Repeat nothing but the lines below running from the one containing "an empty latch." to the one containing "pub(crate) slots: [usize;". Keep both end lines.

■ ■ ■

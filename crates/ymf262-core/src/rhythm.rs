//! Rhythm (percussion) mode.
//!
//! Register 0xBD reassigns channels 6-8 to five drum voices. The hi-hat,
//! snare and top cymbal do not use their own phase directly: their waveform
//! index is a combinational function of phase bits latched from the hi-hat
//! and top-cymbal operators, mixed with the noise generator.

use bitflags::bitflags;

/// Operator index of the hi-hat.
pub const HIGH_HAT_SLOT: usize = 13;
/// Operator index of the snare drum.
pub const SNARE_DRUM_SLOT: usize = 16;
/// Operator index of the top cymbal.
pub const TOP_CYMBAL_SLOT: usize = 17;

bitflags! {
    /// Register 0xBD.
    #[derive(Debug, Clone, Copy, PartialEq, Eq, Default)]
    pub struct RhythmFlags: u8 {
        /// Hi-hat key-on.
        const HIGH_HAT = 0x01;
        /// Top cymbal key-on.
        const TOP_CYMBAL = 0x02;
        /// Tom-tom key-on.
        const TOM_TOM = 0x04;
        /// Snare drum key-on.
        const SNARE_DRUM = 0x08;
        /// Bass drum key-on.
        const BASS_DRUM = 0x10;
        /// Rhythm mode enable.
        const RHYTHM = 0x20;
        /// Vibrato depth 14 cents (7 cents when clear).
        const VIBRATO_DEPTH = 0x40;
        /// Tremolo depth 4.8 dB (1 dB when clear).
        const TREMOLO_DEPTH = 0x80;
    }
}

impl RhythmFlags {
    /// Decode a register value.
    pub fn from_register(value: u8) -> Self {
        Self::from_bits_truncate(value)
    }

    /// Whether channels 6-8 are in percussion mode.
    #[inline]
    pub fn is_rhythm_enabled(&self) -> bool {
        self.contains(Self::RHYTHM)
    }
}

/// Drum key bit and the operators it keys, as (channel, operator within channel).
pub const DRUM_KEYS: [(RhythmFlags, usize, &[usize]); 5] = [
    (RhythmFlags::HIGH_HAT, 7, &[0]),
    (RhythmFlags::TOP_CYMBAL, 8, &[1]),
    (RhythmFlags::TOM_TOM, 8, &[0]),
    (RhythmFlags::SNARE_DRUM, 7, &[1]),
    (RhythmFlags::BASS_DRUM, 6, &[0, 1]),
];

/// Phase bits latched for the percussion phase function.
#[derive(Clone, Debug, Default)]
pub struct RhythmLatch {
    hh_bit2: bool,
    hh_bit3: bool,
    hh_bit7: bool,
    hh_bit8: bool,
    tc_bit3: bool,
    tc_bit5: bool,
}

impl RhythmLatch {
    /// Create an empty latch.
    pub fn new() -> Self {
        Self::default()
    }

    /// Capture phase bits from `slot` after its phase step.
    ///
    /// The hi-hat bits are captured whether or not rhythm mode is on; the
    /// top-cymbal bits only while it is.
    pub fn capture(&mut self, slot: usize, phase: u16, rhythm: bool) {
        let bit = |n: u16| (phase >> n) & 0x01 != 0;
        match slot {
            HIGH_HAT_SLOT => {
                self.hh_bit2 = bit(2);
                self.hh_bit3 = bit(3);
                self.hh_bit7 = bit(7);
                self.hh_bit8 = bit(8);
            }
            TOP_CYMBAL_SLOT if rhythm => {
                self.tc_bit3 = bit(3);
                self.tc_bit5 = bit(5);
            }
            _ => {}
        }
    }

    /// Substituted waveform index for a percussion operator, if `slot` is one.
    pub fn phase_for(&self, slot: usize, noise: bool) -> Option<u16> {
        let rm_xor = (self.hh_bit2 ^ self.hh_bit7)
            | (self.hh_bit3 ^ self.tc_bit5)
            | (self.tc_bit3 ^ self.tc_bit5);
        match slot {
            HIGH_HAT_SLOT => {
                let low = if rm_xor ^ noise { 0xd0 } else { 0x34 };
                Some(((rm_xor as u16) << 9) | low)
            }
            SNARE_DRUM_SLOT => {
                Some(((self.hh_bit8 as u16) << 9) | (((self.hh_bit8 ^ noise) as u16) << 8))
            }
            TOP_CYMBAL_SLOT => Some(((rm_xor as u16) << 9) | 0x80),
            _ => None,
        }
    }
}
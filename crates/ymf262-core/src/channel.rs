//! Channel registers and output routing.

use crate::routing::Algorithm;
use crate::tables::CHANNEL_FIRST_SLOT;

/// Role of a channel.
#[derive(Clone, Copy, Debug, Default, PartialEq, Eq, Hash)]
pub enum ChannelType {
    /// Independent 2-operator voice.
    #[default]
    TwoOp,
    /// Lower half of a 4-operator voice (channels 0-2, 9-11). Receives
    /// key-on and frequency writes for the whole voice.
    FourOp,
    /// Upper half of a 4-operator voice (channels 3-5, 12-14). Holds the
    /// combined algorithm and output taps.
    FourOpPair,
    /// Rhythm-mode channel (6-8).
    Drum,
}

/// One of the 18 channels.
#[derive(Clone, Debug, Default)]
pub struct Channel {
    pub(crate) index: usize,
    pub(crate) slots: [usize; 2],
    pub(crate) pair: Option<usize>,
    pub(crate) kind: ChannelType,
    pub(crate) f_num: u16,
    pub(crate) block: u8,
    pub(crate) feedback: u8,
    pub(crate) connection: bool,
    pub(crate) algorithm: Algorithm,
    pub(crate) key_scale: u8,
    /// Output enables for DAC outputs A-D, 0xFFFF or 0.
    pub(crate) output_mask: [u16; 4],
    pub(crate) left_pan: i32,
    pub(crate) right_pan: i32,
    /// Operators summed into the channel output.
    pub(crate) taps: [Option<usize>; 4],
}

impl Channel {
    /// Power-on state of channel `index`.
    pub fn new(index: usize) -> Self {
        let first = CHANNEL_FIRST_SLOT[index];
        let pair = match index % 9 {
            0..=2 => Some(index + 3),
            3..=5 => Some(index - 3),
            _ => None,
        };
        Self {
            index,
            slots: [first, first + 3],
            pair,
            output_mask: [0xffff, 0xffff, 0, 0],
            left_pan: 0x10000,
            right_pan: 0x10000,
            ..Self::default()
        }
    }

    /// Channel number, 0-17.
    #[inline]
    pub fn index(&self) -> usize {
        self.index
    }

    /// Operator indices of this channel.
    #[inline]
    pub fn slots(&self) -> [usize; 2] {
        self.slots
    }

    /// 4-op partner, if this channel can pair.
    #[inline]
    pub fn pair(&self) -> Option<usize> {
        self.pair
    }

    /// Channel role.
    #[inline]
    pub fn kind(&self) -> ChannelType {
        self.kind
    }

    /// Active connection topology.
    #[inline]
    pub fn algorithm(&self) -> Algorithm {
        self.algorithm
    }

    /// 10-bit frequency number.
    #[inline]
    pub fn f_num(&self) -> u16 {
        self.f_num
    }

    /// Octave.
    #[inline]
    pub fn block(&self) -> u8 {
        self.block
    }

    /// 0xA0: frequency number low byte.
    pub fn write_frequency_low(&mut self, value: u8, note_select: u8) {
        self.f_num = (self.f_num & 0x300) | value as u16;
        self.update_key_scale(note_select);
    }

    /// 0xB0: frequency number high bits and block. Returns the key-on bit.
    pub fn write_frequency_high(&mut self, value: u8, note_select: u8) -> bool {
        self.f_num = (self.f_num & 0xff) | (((value & 0x03) as u16) << 8);
        self.block = (value >> 2) & 0x07;
        self.update_key_scale(note_select);
        value & 0x20 != 0
    }

    /// Copy pitch from the lower half of a 4-op voice.
    pub fn copy_pitch_from(&mut self, other: &Channel) {
        self.f_num = other.f_num;
        self.block = other.block;
        self.key_scale = other.key_scale;
    }

    fn update_key_scale(&mut self, note_select: u8) {
        self.key_scale = (self.block << 1) | ((self.f_num >> (9 - note_select)) & 0x01) as u8;
    }

    /// 0xC0: output enables, feedback and connection.
    pub fn write_feedback_connection(&mut self, value: u8, new_mode: bool, stereo_ext: bool) {
        self.feedback = (value & 0x0e) >> 1;
        self.connection = value & 0x01 != 0;
        if new_mode {
            for (bit, mask) in self.output_mask.iter_mut().enumerate() {
                *mask = if value & (0x10 << bit) != 0 { 0xffff } else { 0 };
            }
        } else {
            self.output_mask = [0xffff, 0xffff, 0, 0];
        }
        if !stereo_ext {
            self.left_pan = (self.output_mask[0] as i32) << 16;
            self.right_pan = (self.output_mask[1] as i32) << 16;
        }
    }

    /// 0xD0: stereo-extension pan position.
    pub fn write_pan(&mut self, value: u8, pan_lut: &[i32; 256]) {
        self.left_pan = pan_lut[(value ^ 0xff) as usize];
        self.right_pan = pan_lut[value as usize];
    }

    /// Clear output taps.
    pub fn clear_taps(&mut self) {
        self.taps = [None; 4];
    }
}
//! OPL3 Backend Trait
//!
//! Defines a common interface for OPL3 chip implementations, allowing music
//! players (IMF, DRO, VGM, ...) to drive any backend through the same
//! register/sample calls.

use crate::Result;

/// Full-scale value used to normalize 16-bit samples.
const SAMPLE_SCALE: f32 = 32_768.0;

/// Common interface for OPL3 chip backends
///
/// Output is always interleaved stereo at the backend's configured sample
/// rate.
pub trait Opl3Backend: Send {
    /// Reinitialize all state and set the output sample rate
    fn reset(&mut self, sample_rate: u32) -> Result<()>;

    /// Apply a register write immediately
    ///
    /// # Arguments
    ///
    /// * `address` - Register address (0x000-0x1FF, bit 8 selects bank 1)
    /// * `value` - Value to write
    fn write_register(&mut self, address: u16, value: u8);

    /// Schedule a register write with emulated hardware latency
    fn write_register_buffered(&mut self, address: u16, value: u8);

    /// Advance by one output frame
    fn clock(&mut self);

    /// Most recent output frame, normalized to -1.0..1.0
    fn frame(&self) -> [f32; 2];

    /// Output sample rate in Hz
    fn sample_rate(&self) -> u32;

    /// Generate interleaved stereo samples
    ///
    /// # Arguments
    ///
    /// * `frames` - Number of stereo frames to generate
    ///
    /// # Returns
    ///
    /// Vector of `2 * frames` samples (L, R, L, R, ...)
    fn generate_samples(&mut self, frames: usize) -> Vec<f32> {
        let mut samples = vec![0.0; frames * 2];
        self.generate_samples_into(&mut samples);
        samples
    }

    /// Generate interleaved stereo samples into a buffer
    ///
    /// Fills complete frames; a trailing odd sample is left untouched.
    fn generate_samples_into(&mut self, buffer: &mut [f32]) {
        for frame in buffer.chunks_exact_mut(2) {
            self.clock();
            frame.copy_from_slice(&self.frame());
        }
    }
}

/// Normalize a 16-bit sample to -1.0..1.0.
#[inline]
pub fn normalize_sample(sample: i16) -> f32 {
    sample as f32 / SAMPLE_SCALE
}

■ ■ ■

COMPLETED TASK:
    /// Create an empty latch.
    pub fn new() -> Self {
        Self::default()
    }

    /// Capture phase bits from `slot` after its phase step.
    ///
    /// The hi-hat bits are captured whether or not rhythm mode is on; the
    /// top-cymbal bits only while it is.
    pub fn capture(&mut self, slot: usize, phase: u16, rhythm: bool) {
        let bit = |n: u16| (phase >> n) & 0x01 != 0;
        match slot {
            HIGH_HAT_SLOT => {
                self.hh_bit2 = bit(2);
                self.hh_bit3 = bit(3);
                self.hh_bit7 = bit(7);
                self.hh_bit8 = bit(8);
            }
            TOP_CYMBAL_SLOT if rhythm => {
                self.tc_bit3 = bit(3);
                self.tc_bit5 = bit(5);
            }
            _ => {}
        }
    }

    /// Substituted waveform index for a percussion operator, if `slot` is one.
    pub fn phase_for(&self, slot: usize, noise: bool) -> Option<u16> {
        let rm_xor = (self.hh_bit2 ^ self.hh_bit7)
            | (self.hh_bit3 ^ self.tc_bit5)
            | (self.tc_bit3 ^ self.tc_bit5);
        match slot {
            HIGH_HAT_SLOT => {
                let low = if rm_xor ^ noise { 0xd0 } else { 0x34 };
                Some(((rm_xor as u16) << 9) | low)
            }
            SNARE_DRUM_SLOT => {
                Some(((self.hh_bit8 as u16) << 9) | (((self.hh_bit8 ^ noise) as u16) << 8))
            }
            TOP_CYMBAL_SLOT => Some(((rm_xor as u16) << 9) | 0x80),
            _ => None,
        }
    }
}
filename crates/ymf262-core/src/channel.rs
//! Channel registers and output routing.

use crate::routing::Algorithm;
use crate::tables::CHANNEL_FIRST_SLOT;

/// Role of a channel.
#[derive(Clone, Copy, Debug, Default, PartialEq, Eq, Hash)]
pub enum ChannelType {
    /// Independent 2-operator voice.
    #[default]
    TwoOp,
    /// Lower half of a 4-operator voice (channels 0-2, 9-11). Receives
    /// key-on and frequency writes for the whole voice.
    FourOp,
    /// Upper half of a 4-operator voice (channels 3-5, 12-14). Holds the
    /// combined algorithm and output taps.
    FourOpPair,
    /// Rhythm-mode channel (6-8).
    Drum,
}

/// One of the 18 channels.
#[derive(Clone, Debug, Default)]
pub struct Channel {
    pub(crate) index: usize,
    pub(crate) slots: [usize; 2],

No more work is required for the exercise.